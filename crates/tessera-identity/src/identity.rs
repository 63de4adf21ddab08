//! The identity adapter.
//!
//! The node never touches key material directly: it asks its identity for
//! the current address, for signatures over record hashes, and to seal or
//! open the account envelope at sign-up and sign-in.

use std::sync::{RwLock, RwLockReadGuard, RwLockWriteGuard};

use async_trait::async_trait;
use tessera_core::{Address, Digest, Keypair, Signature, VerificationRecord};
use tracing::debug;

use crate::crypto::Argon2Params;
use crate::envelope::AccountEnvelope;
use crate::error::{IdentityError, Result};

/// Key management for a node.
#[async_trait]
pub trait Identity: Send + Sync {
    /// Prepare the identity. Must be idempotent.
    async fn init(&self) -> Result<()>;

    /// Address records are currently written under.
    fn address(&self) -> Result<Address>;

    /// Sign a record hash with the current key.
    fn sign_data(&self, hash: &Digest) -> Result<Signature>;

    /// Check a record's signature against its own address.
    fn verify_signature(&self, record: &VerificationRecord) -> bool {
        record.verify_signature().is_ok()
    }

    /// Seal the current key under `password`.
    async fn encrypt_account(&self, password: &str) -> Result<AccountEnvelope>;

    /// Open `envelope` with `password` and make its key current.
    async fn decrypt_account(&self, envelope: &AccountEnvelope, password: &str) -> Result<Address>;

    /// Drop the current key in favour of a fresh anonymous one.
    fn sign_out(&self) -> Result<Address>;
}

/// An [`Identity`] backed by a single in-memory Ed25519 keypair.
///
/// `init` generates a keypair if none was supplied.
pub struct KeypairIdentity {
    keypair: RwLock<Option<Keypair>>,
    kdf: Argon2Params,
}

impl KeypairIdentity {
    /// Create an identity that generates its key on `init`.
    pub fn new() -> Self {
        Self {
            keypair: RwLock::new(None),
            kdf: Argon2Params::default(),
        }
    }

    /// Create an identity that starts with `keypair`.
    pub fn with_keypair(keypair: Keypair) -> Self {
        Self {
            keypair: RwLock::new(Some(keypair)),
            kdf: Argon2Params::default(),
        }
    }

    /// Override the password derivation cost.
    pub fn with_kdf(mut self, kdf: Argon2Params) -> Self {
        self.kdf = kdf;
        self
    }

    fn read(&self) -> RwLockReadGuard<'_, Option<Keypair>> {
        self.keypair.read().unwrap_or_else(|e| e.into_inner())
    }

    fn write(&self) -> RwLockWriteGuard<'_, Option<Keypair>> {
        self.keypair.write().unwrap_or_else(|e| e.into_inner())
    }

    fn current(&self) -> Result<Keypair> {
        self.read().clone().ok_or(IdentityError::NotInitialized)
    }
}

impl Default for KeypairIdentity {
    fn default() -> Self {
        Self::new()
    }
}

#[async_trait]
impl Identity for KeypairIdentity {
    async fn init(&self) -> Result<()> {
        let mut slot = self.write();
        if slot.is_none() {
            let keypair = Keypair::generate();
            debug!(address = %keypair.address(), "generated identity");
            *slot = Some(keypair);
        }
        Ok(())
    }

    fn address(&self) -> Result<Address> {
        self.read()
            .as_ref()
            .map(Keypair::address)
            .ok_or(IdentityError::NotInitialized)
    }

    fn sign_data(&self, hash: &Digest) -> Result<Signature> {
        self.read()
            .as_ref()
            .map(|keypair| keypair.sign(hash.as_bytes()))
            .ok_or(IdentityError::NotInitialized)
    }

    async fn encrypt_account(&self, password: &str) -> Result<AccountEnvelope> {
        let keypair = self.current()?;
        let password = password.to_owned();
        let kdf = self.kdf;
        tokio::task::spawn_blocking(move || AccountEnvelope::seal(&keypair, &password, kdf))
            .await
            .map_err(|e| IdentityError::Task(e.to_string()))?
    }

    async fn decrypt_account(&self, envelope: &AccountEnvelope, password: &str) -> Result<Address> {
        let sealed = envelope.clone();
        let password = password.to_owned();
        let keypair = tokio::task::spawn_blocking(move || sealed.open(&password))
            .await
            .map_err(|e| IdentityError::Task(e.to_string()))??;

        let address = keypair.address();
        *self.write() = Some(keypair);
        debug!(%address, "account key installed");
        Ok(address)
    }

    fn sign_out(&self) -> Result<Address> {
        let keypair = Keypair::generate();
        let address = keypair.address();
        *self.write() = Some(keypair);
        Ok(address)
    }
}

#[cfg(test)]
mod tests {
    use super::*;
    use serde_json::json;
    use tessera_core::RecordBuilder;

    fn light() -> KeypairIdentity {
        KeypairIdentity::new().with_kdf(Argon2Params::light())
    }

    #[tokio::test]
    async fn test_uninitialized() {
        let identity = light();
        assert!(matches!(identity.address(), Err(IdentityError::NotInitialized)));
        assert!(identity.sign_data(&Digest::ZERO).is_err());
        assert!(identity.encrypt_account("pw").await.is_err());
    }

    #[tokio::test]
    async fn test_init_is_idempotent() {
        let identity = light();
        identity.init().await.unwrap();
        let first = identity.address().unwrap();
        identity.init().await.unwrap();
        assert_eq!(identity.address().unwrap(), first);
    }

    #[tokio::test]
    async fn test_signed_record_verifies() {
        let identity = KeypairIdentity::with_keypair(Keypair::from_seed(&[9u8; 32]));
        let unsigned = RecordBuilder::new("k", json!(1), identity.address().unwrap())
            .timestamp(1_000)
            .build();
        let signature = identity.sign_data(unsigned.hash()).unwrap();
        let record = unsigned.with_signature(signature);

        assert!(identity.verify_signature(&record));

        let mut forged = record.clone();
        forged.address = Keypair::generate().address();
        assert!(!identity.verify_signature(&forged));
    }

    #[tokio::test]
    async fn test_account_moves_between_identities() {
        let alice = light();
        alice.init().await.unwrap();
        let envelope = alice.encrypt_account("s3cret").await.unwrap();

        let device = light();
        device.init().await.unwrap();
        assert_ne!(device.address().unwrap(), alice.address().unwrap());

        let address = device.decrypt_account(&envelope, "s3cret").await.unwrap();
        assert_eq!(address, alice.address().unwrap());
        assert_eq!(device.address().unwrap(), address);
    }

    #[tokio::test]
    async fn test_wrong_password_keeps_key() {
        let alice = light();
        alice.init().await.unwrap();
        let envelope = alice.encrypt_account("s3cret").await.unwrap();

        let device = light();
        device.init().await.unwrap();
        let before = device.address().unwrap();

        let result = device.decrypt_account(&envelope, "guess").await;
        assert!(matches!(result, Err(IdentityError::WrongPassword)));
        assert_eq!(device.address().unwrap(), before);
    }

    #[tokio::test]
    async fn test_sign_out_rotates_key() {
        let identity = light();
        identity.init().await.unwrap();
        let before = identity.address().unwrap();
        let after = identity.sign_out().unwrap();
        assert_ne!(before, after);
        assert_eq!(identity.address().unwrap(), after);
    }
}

...

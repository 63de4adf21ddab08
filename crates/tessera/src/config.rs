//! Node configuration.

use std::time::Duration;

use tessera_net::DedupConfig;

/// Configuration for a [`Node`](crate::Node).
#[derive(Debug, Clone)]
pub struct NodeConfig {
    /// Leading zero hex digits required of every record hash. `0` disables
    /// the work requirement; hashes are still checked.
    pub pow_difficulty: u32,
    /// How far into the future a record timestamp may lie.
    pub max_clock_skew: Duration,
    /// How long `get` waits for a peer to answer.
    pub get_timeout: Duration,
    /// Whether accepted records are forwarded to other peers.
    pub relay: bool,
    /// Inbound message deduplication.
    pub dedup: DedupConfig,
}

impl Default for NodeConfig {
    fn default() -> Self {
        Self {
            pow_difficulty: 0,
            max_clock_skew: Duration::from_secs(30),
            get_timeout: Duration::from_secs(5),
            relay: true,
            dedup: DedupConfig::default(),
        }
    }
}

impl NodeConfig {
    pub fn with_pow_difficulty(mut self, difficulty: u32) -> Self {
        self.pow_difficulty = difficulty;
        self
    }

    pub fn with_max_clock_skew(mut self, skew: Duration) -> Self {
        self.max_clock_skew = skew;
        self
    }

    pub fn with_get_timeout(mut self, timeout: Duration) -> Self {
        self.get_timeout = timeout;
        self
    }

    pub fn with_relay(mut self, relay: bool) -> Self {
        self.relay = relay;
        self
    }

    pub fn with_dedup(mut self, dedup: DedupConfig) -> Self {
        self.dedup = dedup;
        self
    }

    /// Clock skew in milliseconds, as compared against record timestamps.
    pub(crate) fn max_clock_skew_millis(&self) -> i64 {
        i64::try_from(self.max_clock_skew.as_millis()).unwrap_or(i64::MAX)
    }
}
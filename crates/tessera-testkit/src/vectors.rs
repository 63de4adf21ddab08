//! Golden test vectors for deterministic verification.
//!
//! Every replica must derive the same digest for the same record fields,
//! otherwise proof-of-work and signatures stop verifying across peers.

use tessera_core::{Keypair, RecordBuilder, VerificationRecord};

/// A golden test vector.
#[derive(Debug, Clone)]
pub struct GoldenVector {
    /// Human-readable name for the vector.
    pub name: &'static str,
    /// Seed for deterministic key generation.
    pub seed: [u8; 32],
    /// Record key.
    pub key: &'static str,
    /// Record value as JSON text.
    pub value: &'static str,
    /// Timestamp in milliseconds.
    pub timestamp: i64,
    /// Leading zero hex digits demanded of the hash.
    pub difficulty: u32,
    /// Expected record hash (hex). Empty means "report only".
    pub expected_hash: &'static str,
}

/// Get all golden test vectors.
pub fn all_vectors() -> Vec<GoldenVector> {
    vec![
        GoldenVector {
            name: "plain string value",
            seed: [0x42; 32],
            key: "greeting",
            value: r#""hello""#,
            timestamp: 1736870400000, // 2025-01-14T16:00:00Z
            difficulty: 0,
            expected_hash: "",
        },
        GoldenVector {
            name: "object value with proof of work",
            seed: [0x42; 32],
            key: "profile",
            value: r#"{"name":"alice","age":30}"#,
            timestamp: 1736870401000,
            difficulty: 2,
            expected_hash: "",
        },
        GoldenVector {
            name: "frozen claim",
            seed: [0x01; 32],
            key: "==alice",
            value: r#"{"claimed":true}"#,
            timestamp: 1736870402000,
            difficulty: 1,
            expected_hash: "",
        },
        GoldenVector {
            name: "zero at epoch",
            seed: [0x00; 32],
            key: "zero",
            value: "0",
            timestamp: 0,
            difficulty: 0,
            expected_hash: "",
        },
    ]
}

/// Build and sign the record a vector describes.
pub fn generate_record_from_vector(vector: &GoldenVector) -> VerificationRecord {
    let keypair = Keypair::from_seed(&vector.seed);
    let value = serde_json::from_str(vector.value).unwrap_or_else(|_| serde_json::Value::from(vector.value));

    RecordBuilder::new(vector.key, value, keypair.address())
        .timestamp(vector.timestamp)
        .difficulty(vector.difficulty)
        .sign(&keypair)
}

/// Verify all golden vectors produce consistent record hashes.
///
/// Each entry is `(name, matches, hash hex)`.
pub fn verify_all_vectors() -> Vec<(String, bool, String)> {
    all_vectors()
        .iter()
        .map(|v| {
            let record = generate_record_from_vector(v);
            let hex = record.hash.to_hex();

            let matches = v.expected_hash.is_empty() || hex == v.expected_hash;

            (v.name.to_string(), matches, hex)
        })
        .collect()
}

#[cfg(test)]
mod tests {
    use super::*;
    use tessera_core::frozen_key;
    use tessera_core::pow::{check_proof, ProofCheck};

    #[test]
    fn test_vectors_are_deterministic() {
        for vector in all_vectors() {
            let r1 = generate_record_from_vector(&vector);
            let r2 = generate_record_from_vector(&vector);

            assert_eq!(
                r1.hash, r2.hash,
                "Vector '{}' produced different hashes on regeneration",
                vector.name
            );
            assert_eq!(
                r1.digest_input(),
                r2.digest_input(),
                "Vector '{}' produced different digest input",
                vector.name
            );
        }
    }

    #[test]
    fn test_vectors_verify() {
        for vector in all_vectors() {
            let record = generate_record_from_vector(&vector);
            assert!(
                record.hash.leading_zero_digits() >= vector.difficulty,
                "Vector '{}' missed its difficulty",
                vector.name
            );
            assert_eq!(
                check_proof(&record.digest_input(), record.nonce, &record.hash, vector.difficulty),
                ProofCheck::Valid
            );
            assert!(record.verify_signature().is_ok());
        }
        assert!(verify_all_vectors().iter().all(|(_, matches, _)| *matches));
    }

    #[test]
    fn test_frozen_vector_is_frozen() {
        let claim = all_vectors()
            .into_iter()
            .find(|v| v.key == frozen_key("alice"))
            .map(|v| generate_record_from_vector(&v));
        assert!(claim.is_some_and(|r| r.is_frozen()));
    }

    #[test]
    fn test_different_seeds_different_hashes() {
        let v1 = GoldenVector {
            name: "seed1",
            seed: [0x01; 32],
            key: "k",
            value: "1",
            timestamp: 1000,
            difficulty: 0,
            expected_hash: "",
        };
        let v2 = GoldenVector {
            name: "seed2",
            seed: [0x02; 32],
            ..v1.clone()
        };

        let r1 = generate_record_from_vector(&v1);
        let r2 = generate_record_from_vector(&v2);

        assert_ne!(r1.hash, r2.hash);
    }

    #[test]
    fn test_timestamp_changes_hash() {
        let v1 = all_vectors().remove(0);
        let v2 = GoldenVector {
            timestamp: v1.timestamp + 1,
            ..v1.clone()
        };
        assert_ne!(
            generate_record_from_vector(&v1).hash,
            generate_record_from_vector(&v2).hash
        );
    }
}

- [ACTION ITEM] Wherever the string "Duration" occurs in the records, copy the line it is in.

- [ANSWER TO THIS TASK]
use std::time::Duration;
    pub max_clock_skew: Duration,
    pub get_timeout: Duration,
            max_clock_skew: Duration::from_secs(30),
            get_timeout: Duration::from_secs(5),
    pub fn with_max_clock_skew(mut self, skew: Duration) -> Self {
    pub fn with_get_timeout(mut self, timeout: Duration) -> Self {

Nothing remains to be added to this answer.